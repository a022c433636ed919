//! JSON as an alternate transport encoding.
//!
//! Objects carry their class name under [`CLASS_FIELD`]. JSON object keys
//! are always strings, so integer mapping keys come back as string keys.

use serde_json::{Map, Number};

use super::{Codec, CodecError};
use crate::{MapKey, Value};

/// Field holding the class name of an encoded [`Value::Object`].
pub const CLASS_FIELD: &str = "__class";

#[derive(Debug, Clone, Copy, Default)]
pub struct JsonCodec;

impl Codec for JsonCodec {
    fn name(&self) -> &'static str {
        "json"
    }

    fn encode(&self, value: &Value) -> String {
        to_json(value).to_string()
    }

    fn decode(&self, raw: &str) -> Result<Value, CodecError> {
        let json: serde_json::Value =
            serde_json::from_str(raw).map_err(|e| CodecError::Malformed(e.to_string()))?;
        Ok(from_json(&json))
    }

    fn looks_encoded(&self, raw: &str) -> bool {
        let t = raw.trim();
        (t.starts_with('{') && t.ends_with('}')) || (t.starts_with('[') && t.ends_with(']'))
    }
}

/// Convert a [`Value`] into its JSON form. Non-finite floats become `null`.
pub fn to_json(value: &Value) -> serde_json::Value {
    match value {
        Value::Null => serde_json::Value::Null,
        Value::Bool(b) => serde_json::Value::Bool(*b),
        Value::Int(i) => serde_json::Value::Number((*i).into()),
        Value::Float(f) => Number::from_f64(*f)
            .map(serde_json::Value::Number)
            .unwrap_or(serde_json::Value::Null),
        Value::Str(s) => serde_json::Value::String(s.clone()),
        Value::Seq(items) => serde_json::Value::Array(items.iter().map(to_json).collect()),
        Value::Map(entries) => serde_json::Value::Object(entries_to_json(entries)),
        Value::Object { class, fields } => {
            let mut map = Map::new();
            map.insert(
                CLASS_FIELD.to_string(),
                serde_json::Value::String(class.clone()),
            );
            map.extend(entries_to_json(fields));
            serde_json::Value::Object(map)
        }
    }
}

/// Convert JSON into a [`Value`], restoring objects tagged with
/// [`CLASS_FIELD`].
pub fn from_json(json: &serde_json::Value) -> Value {
    match json {
        serde_json::Value::Null => Value::Null,
        serde_json::Value::Bool(b) => Value::Bool(*b),
        serde_json::Value::Number(n) => match n.as_i64() {
            Some(i) => Value::Int(i),
            None => Value::Float(n.as_f64().unwrap_or(f64::NAN)),
        },
        serde_json::Value::String(s) => Value::Str(s.clone()),
        serde_json::Value::Array(items) => Value::Seq(items.iter().map(from_json).collect()),
        serde_json::Value::Object(map) => {
            let class = map.get(CLASS_FIELD).and_then(|c| c.as_str());
            let fields = map
                .iter()
                .filter(|(k, _)| class.is_none() || k.as_str() != CLASS_FIELD)
                .map(|(k, v)| (MapKey::Str(k.clone()), from_json(v)))
                .collect();
            match class {
                Some(class) => Value::Object {
                    class: class.to_string(),
                    fields,
                },
                None => Value::Map(fields),
            }
        }
    }
}

fn entries_to_json(entries: &[(MapKey, Value)]) -> Map<String, serde_json::Value> {
    entries
        .iter()
        .map(|(k, v)| (k.to_string(), to_json(v)))
        .collect()
}
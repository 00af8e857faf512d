//! Fixed protocol constants
//!
//! Process-wide immutable parameters of the encodings: byte sizes, default
//! version bytes, and the ASN.1 object identifiers pinning the DER schemas
//! to secp256k1.

/// Size of a private key scalar in bytes
pub const PRIVATE_KEY_SIZE: usize = 32;

/// Size of a compressed SEC1 public key in bytes (0x02/0x03 || x)
pub const PUBLIC_KEY_COMPRESSED_SIZE: usize = 33;

/// Size of an uncompressed SEC1 public key in bytes (0x04 || x || y)
pub const PUBLIC_KEY_UNCOMPRESSED_SIZE: usize = 65;

/// Size of the legacy bare-coordinate public key form in bytes (x || y,
/// no prefix); accepted on input only, never produced
pub const PUBLIC_KEY_BARE_SIZE: usize = 64;

/// Size of the hash160 digest in bytes
pub const HASH160_SIZE: usize = 20;

/// Size of the Base58Check checksum in bytes
pub const CHECKSUM_SIZE: usize = 4;

/// Default version byte for Wallet Import Format private keys
pub const WIF_VERSION_BYTE: u8 = 0x80;

/// Default version byte for pay-to-pubkey-hash addresses
pub const ADDRESS_VERSION_BYTE: u8 = 0x00;

/// Trailing marker byte on a serialized private key whose public key is
/// rendered in compressed form
pub const COMPRESSION_SUFFIX: u8 = 0x01;

/// DER-encoded object identifier for the secp256k1 curve (1.3.132.0.10)
pub const SECP256K1_OID: [u8; 5] = [0x2b, 0x81, 0x04, 0x00, 0x0a];

/// DER-encoded object identifier for id-ecPublicKey (1.2.840.10045.2.1)
pub const EC_PUBLIC_KEY_OID: [u8; 7] = [0x2a, 0x86, 0x48, 0xce, 0x3d, 0x02, 0x01];

/// PEM label for SEC1 EC private keys
pub const EC_PRIVATE_KEY_PEM_LABEL: &str = "EC PRIVATE KEY";

/// PEM label for SubjectPublicKeyInfo public keys
pub const PUBLIC_KEY_PEM_LABEL: &str = "PUBLIC KEY";

/// Column width of the base64 body inside a PEM block
pub const PEM_LINE_WIDTH: usize = 64;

....

-- Task details --
Repeat, word for word, the lines above between the line holding "let class = map.get(CLASS_FIELD).and_then(|c|" and the line holding "pub const WIF_VERSION_BYTE: u8 = 0x80;", inclusive; omit everything else.

-- Task response --
            let class = map.get(CLASS_FIELD).and_then(|c| c.as_str());
            let fields = map
                .iter()
                .filter(|(k, _)| class.is_none() || k.as_str() != CLASS_FIELD)
                .map(|(k, v)| (MapKey::Str(k.clone()), from_json(v)))
                .collect();
            match class {
                Some(class) => Value::Object {
                    class: class.to_string(),
                    fields,
                },
                None => Value::Map(fields),
            }
        }
    }
}

fn entries_to_json(entries: &[(MapKey, Value)]) -> Map<String, serde_json::Value> {
    entries
        .iter()
        .map(|(k, v)| (k.to_string(), to_json(v)))
        .collect()
}
repository 00af8e857faf512d
//! Fixed protocol constants
//!
//! Process-wide immutable parameters of the encodings: byte sizes, default
//! version bytes, and the ASN.1 object identifiers pinning the DER schemas
//! to secp256k1.

/// Size of a private key scalar in bytes
pub const PRIVATE_KEY_SIZE: usize = 32;

/// Size of a compressed SEC1 public key in bytes (0x02/0x03 || x)
pub const PUBLIC_KEY_COMPRESSED_SIZE: usize = 33;

/// Size of an uncompressed SEC1 public key in bytes (0x04 || x || y)
pub const PUBLIC_KEY_UNCOMPRESSED_SIZE: usize = 65;

/// Size of the legacy bare-coordinate public key form in bytes (x || y,
/// no prefix); accepted on input only, never produced
pub const PUBLIC_KEY_BARE_SIZE: usize = 64;

/// Size of the hash160 digest in bytes
pub const HASH160_SIZE: usize = 20;

/// Size of the Base58Check checksum in bytes
pub const CHECKSUM_SIZE: usize = 4;

/// Default version byte for Wallet Import Format private keys
pub const WIF_VERSION_BYTE: u8 = 0x80;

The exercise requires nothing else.